Simulating a path of bond yields by Monte Carlo (Python)

Question

I have a number of given time series for bond yields (given in a dataframe in pandas package in Python). I need to do the following task in Python:

"1. Simulate 1000 path 30 steps ahead for any yield series you chose:

a. Plot the paths for any one index you chose

b. Plot the density for each index at step 30

Using the yield-difference data randomly sample 30 different values from the series. Calculate the cumulative sum of the 30 values. This gives you a possible path of yields if we start at a value of zero, but since the latest yield is not zero, we have to add it to each member of the path. Repeat this 1000 times for each series. This is a type of Monte Carlo simulation. You can use a different bootstrapping scheme for your Monte Carlo if you wish."

As a total noob in finance and programming, I am struggling to understand what I am actually required to do and how to go about this. Does the question require me to: pick out at random 30 values of a given time series, and then essentially use these 30 values to "predict" what the future values will be? And then re-do this procedure 1000 times? Or something else?

I'd be grateful if someone could explain the meaning of this task and what I could do in Python for it. Thank you.

Answer 1

I do not know Python but this is what I would do in Excel (I am assuming you are familiar with Excel and can then translate the steps into Python:

1. Pick a time series of Bond Yields which has $n$ yields.
2. Generate a series of Bond Yield changes from that time series resulting in $n-1$ yield changes in a column.
3. Assign each of these yield changes an integer value from $1$ to $n-1$ in a column to the left of the yield changes.
4. Use randbetween($1,n-1$) $30$ times to generate $30$ random integers between 1 and $n-1$. If $n >> 30$, then it should not matter if you sample with or without replacement.
5. Use vlookup(random number you generated, range that includes random numbers and the yield changes, 2). This will generate a simulated path of yield changes.
6. Add the t=0 yield of the index you chose to the first random yield change you chose from step 5. Take the result and add it to the second random yield change you generated in step 5. Repeat for each of the $30$ random yield changes. Now you have a single $30$ step path of yields. Note that this assumes that each step has the same tenor as the yield change differences.
7. Repeat steps 4 - 6 $999$ times so you now have $1000$ $30$ step paths.
8. Plot all $1000$ paths.
9. Plot a histogram of all of the $1000$ terminal step $30$ values.

Monte Carlo simulation is a technique to generate a distribution of paths based on an assumed distribution (in this case historical values).
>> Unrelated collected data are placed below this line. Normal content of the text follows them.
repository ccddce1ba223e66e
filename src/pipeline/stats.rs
use chrono::{DateTime, Utc};
use serde::{Deserialize, Serialize};

/// Snapshot of one pipeline run, reported with the final outcome.
#[derive(Debug, Clone, Serialize, Deserialize)]
pub struct PipelineStats {
    /// When the pipeline started driving the screen.
    pub started_at: DateTime<Utc>,

    /// Recorded time in whole seconds; paused time excluded.
    pub elapsed_secs: u64,

    /// Number of non-empty chunks accumulated.
    pub chunk_count: usize,

    /// Size of the finalized artifact before repair, in bytes.
    pub artifact_bytes: usize,
}
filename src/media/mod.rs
pub mod backend;
pub mod device;
pub mod file;
pub mod scripted;

pub use backend::{BackendFactory, CaptureBackend, CaptureSource, MediaChunk, MediaConstraints};
pub use device::DeviceSession;
pub use file::FileBackend;
pub use scripted::ScriptedBackend;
You now have $1000$ possible $30$ step paths of this interest rate index, which you can then use to infer Value-At-Risk, derivative prices etc.

Hope this helps.

Answer 2

To simulate a time-series with "x" random paths, there must first be a model which describes the process. The process you use may be dependent on your comfort level with stochastic processes, empirical observations about that data, and/or beliefs about the underlying process.
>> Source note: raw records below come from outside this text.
//! View state and its transitions. Everything the card renders is derived
//! from [`ViewState`]; only backend events and the trigger mutate it.

use client_core::{MovieCard, TriggerButton};
use shared::domain::MovieRecord;

use crate::backend_bridge::commands::BackendCommand;
use crate::controller::events::{err_label, UiError, UiEvent};
use crate::media::PosterImage;

#[derive(Debug, Clone, PartialEq, Eq)]
pub enum PosterState {
    Loading,
    Ready(PosterImage),
    Failed,
}

#[derive(Debug, Default)]
pub struct ViewState {
    movie: Option<MovieRecord>,
    in_flight: bool,
    poster: Option<(String, PosterState)>,
}

impl ViewState {
    pub fn movie(&self) -> Option<&MovieRecord> {
        self.movie.as_ref()
    }

    pub fn is_in_flight(&self) -> bool {
        self.in_flight
    }

    pub fn trigger(&self) -> TriggerButton {
        TriggerButton::for_in_flight(self.in_flight)
    }

    pub fn card(&self) -> Option<MovieCard> {
        self.movie().map(MovieCard::from_record)
    }

    pub fn poster(&self) -> Option<(&str, &PosterState)> {
        self.poster
            .as_ref()
            .map(|(url, state)| (url.as_str(), state))
    }

    pub fn has_pending_work(&self) -> bool {
        self.in_flight || matches!(self.poster(), Some((_, PosterState::Loading)))
    }

    /// Marks a fetch as outstanding. Returns `None` while one already is.
    pub fn begin_fetch(&mut self) -> Option<BackendCommand> {
        if self.in_flight {
            return None;
        }
        self.in_flight = true;
        Some(BackendCommand::FetchMovie)
    }

    /// The fetch command never reached the worker.
    pub fn abort_fetch(&mut self, err: &UiError) {
        tracing::warn!(
            category = err_label(err.category()),
            "movie fetch not started: {}",
            err.message()
        );
        self.in_flight = false;
    }

    pub fn apply(&mut self, event: UiEvent) -> Option<BackendCommand> {
        match event {
            UiEvent::MovieLoaded(record) => {
                self.in_flight = false;
                let follow_up = self.retarget_poster(record.poster_url());
                self.movie = Some(record);
                follow_up
            }
            UiEvent::MovieFetchFailed(err) => {
                self.in_flight = false;
                tracing::warn!(
                    category = err_label(err.category()),
                    context = ?err.context(),
                    "movie fetch failed; keeping current card: {}",
                    err.message()
                );
                None
            }
            UiEvent::PosterLoaded { url, image } => {
                match &mut self.poster {
                    Some((current, state)) if *current == url => {
                        *state = PosterState::Ready(image);
                    }
                    _ => tracing::debug!(url = %url, "dropping poster for a card no longer shown"),
                }
                None
            }
            UiEvent::PosterFailed { url, error } => {
                tracing::warn!(
                    url = %url,
                    category = err_label(error.category()),
                    "poster load failed: {}",
                    error.message()
                );
                if let Some((current, state)) = &mut self.poster {
                    if *current == url {
                        *state = PosterState::Failed;
                    }
                }
                None
            }
            UiEvent::BackendStopped(err) => {
                tracing::error!(
                    category = err_label(err.category()),
                    context = ?err.context(),
                    "backend worker unavailable: {}",
                    err.message()
                );
                self.in_flight = false;
                None
            }
        }
    }

    fn retarget_poster(&mut self, next_url: Option<&str>) -> Option<BackendCommand> {
        let Some(next_url) = next_url else {
            self.poster = None;
            return None;
        };
        if matches!(&self.poster, Some((current, _)) if current == next_url) {
            return None;
        }
        self.poster = Some((next_url.to_string(), PosterState::Loading));
        Some(BackendCommand::FetchPoster {
            url: next_url.to_string(),
        })
    }
}

#[cfg(test)]
#[path = "../tests/reducer_tests.rs"]
mod tests;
The Wiki entry on short rate models summarizes some of the major models which are commonly used for modeling interest rates. For simplicity, let’s choose the Kalotay–Williams–Fabozzi model, since it requires only two parameters. It is also the same thing as Geometric Brownian Motion which is commonly used to simulate stock prices (why does everyone insist on putting their names on models?).
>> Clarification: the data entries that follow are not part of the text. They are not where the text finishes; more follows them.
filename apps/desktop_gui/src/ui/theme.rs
use egui::Color32;

pub const BACKGROUND_TOP: Color32 = Color32::from_rgb(17, 24, 39);
pub const BACKGROUND_BOTTOM: Color32 = Color32::from_rgb(31, 41, 55);
pub const ACCENT: Color32 = Color32::from_rgb(37, 99, 235);
pub const ACCENT_TEXT: Color32 = Color32::from_rgb(96, 165, 250);
pub const BODY_TEXT: Color32 = Color32::from_rgb(209, 213, 219);
pub const HEADING_TEXT: Color32 = Color32::from_rgb(230, 230, 230);
pub const CARD_FILL: Color32 = Color32::from_rgba_premultiplied(26, 26, 26, 26);
pub const TILE_FILL: Color32 = Color32::from_rgba_premultiplied(13, 13, 13, 13);
pub const TILE_HOVER_FILL: Color32 = Color32::from_rgba_premultiplied(26, 26, 26, 26);
pub const CAPTION_SHADE: Color32 = Color32::from_rgba_premultiplied(0, 0, 0, 153);

pub fn lighten_color(c: Color32, t: f32) -> Color32 {
    let t = t.clamp(0.0, 1.0);
    let mix = |channel: u8| -> u8 {
        let channel = channel as f32;
        (channel + (255.0 - channel) * t).round().clamp(0.0, 255.0) as u8
    };
    Color32::from_rgba_unmultiplied(mix(c.r()), mix(c.g()), mix(c.b()), c.a())
}

pub fn visuals() -> egui::Visuals {
    let mut visuals = egui::Visuals::dark();
    visuals.panel_fill = BACKGROUND_TOP;
    visuals.window_fill = BACKGROUND_BOTTOM;
    visuals.override_text_color = Some(BODY_TEXT);
    visuals.hyperlink_color = ACCENT_TEXT;
    visuals.selection.bg_fill = ACCENT;
    visuals.widgets.hovered.weak_bg_fill = lighten_color(ACCENT, 0.1);
    visuals
}

/// Diagonal gray gradient behind the whole window.
pub fn paint_background(painter: &egui::Painter, rect: egui::Rect) {
    let middle = BACKGROUND_TOP.lerp_to_gamma(BACKGROUND_BOTTOM, 0.5);
    let mut mesh = egui::Mesh::default();
    mesh.colored_vertex(rect.left_top(), BACKGROUND_TOP);
    mesh.colored_vertex(rect.right_top(), middle);
    mesh.colored_vertex(rect.right_bottom(), BACKGROUND_BOTTOM);
    mesh.colored_vertex(rect.left_bottom(), middle);
    mesh.add_triangle(0, 1, 2);
    mesh.add_triangle(0, 2, 3);
    painter.add(egui::Shape::mesh(mesh));
}
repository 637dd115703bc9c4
//! Bridge between the UI thread and the async backend worker.

pub mod commands;
pub mod runtime;
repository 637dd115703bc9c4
use std::{path::PathBuf, sync::Arc};

mod backend_bridge;
mod controller;
mod media;
mod ui;

use anyhow::Context;
use clap::Parser;
use client_core::{load_settings, MovieClient, MovieSource};
use crossbeam_channel::bounded;
use eframe::egui;
use tracing_subscriber::EnvFilter;

use crate::backend_bridge::commands::BackendCommand;
use crate::controller::events::UiEvent;
use crate::controller::orchestration::ViewController;
use crate::ui::MovieCardApp;

const APP_NAME: &str = "Movie Card";

#[derive(Parser, Debug)]
#[command(about = "Desktop card for the featured movie")]
struct Args {
    /// Settings file (defaults to ./movie_card.toml when present).
    #[arg(long)]
    config: Option<PathBuf>,
    /// Log filter directive, e.g. `debug` or `desktop_gui=trace`.
    #[arg(long)]
    log_filter: Option<String>,
}

fn main() -> anyhow::Result<()> {
    let args = Args::parse();
    let settings = load_settings(args.config.as_deref()).context("failed to load settings")?;

    let filter = match args.log_filter.as_deref() {
        Some(directive) => EnvFilter::new(directive),
        None => EnvFilter::try_from_default_env()
            .unwrap_or_else(|_| EnvFilter::new(&settings.log_filter)),
    };
    tracing_subscriber::fmt().with_env_filter(filter).init();

    let source: Arc<dyn MovieSource> = Arc::new(MovieClient::from_settings(&settings)?);
    tracing::info!(
        base_url = %settings.api_base_url,
        imdb_id = %settings.imdb_id,
        "starting movie card"
    );

    let (cmd_tx, cmd_rx) = bounded::<BackendCommand>(16);
    let (ui_tx, ui_rx) = bounded::<UiEvent>(64);
    backend_bridge::runtime::launch(source, cmd_rx, ui_tx);

    let options = eframe::NativeOptions {
        viewport: egui::ViewportBuilder::default()
            .with_title(APP_NAME)
            .with_inner_size([1180.0, 820.0])
            .with_min_inner_size([420.0, 480.0]),
        ..Default::default()
    };
    eframe::run_native(
        APP_NAME,
        options,
        Box::new(move |_cc| {
            Ok(Box::new(MovieCardApp::new(ViewController::new(
                cmd_tx, ui_rx,
            ))))
        }),
    )
    .map_err(|err| anyhow::anyhow!("desktop window failed: {err}"))
}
Given the process: $$ {\displaystyle d\ln(r_{t})=\theta _{t}\,dt+\sigma \,dW_{t}}$$

The explicit solution to $r_t$ can be found through Ito's Lemma:

$$\mathbb{E}\left[r_{t+\Delta t } \right]=r_t \, e^{ (\theta _{t} - \frac{ \sigma^2}{2})\Delta t+\sigma \,Z \sqrt{\Delta t} }$$

Where Z is a normally distributed random variable with mean = 0 and variance = 1:

$Z \sim{N\left[0,1 \right]} $

To proceed with the Monte Carlo, the models needs to be calibrated. The simplest approach is to estimate the parameters for $\theta$ and $\sigma^2$ based on historical data. In the context of this model, $\theta$ is the expected logarithmic change in yield (i.e., $\mathbb{E}\left[ Ln[\frac{r_{t+ \Delta t}}{r_{t}}] \right]$) and $\sigma$ is expected standard deviation (i.e.,$\sqrt{ \mathbb{E}\left[ Ln[\frac{r_{t+ \Delta t}}{r_{t}}] -\theta\right]^2}$ ).

From there, it is simply a matter of simulating independent increments for each of the 1000 paths.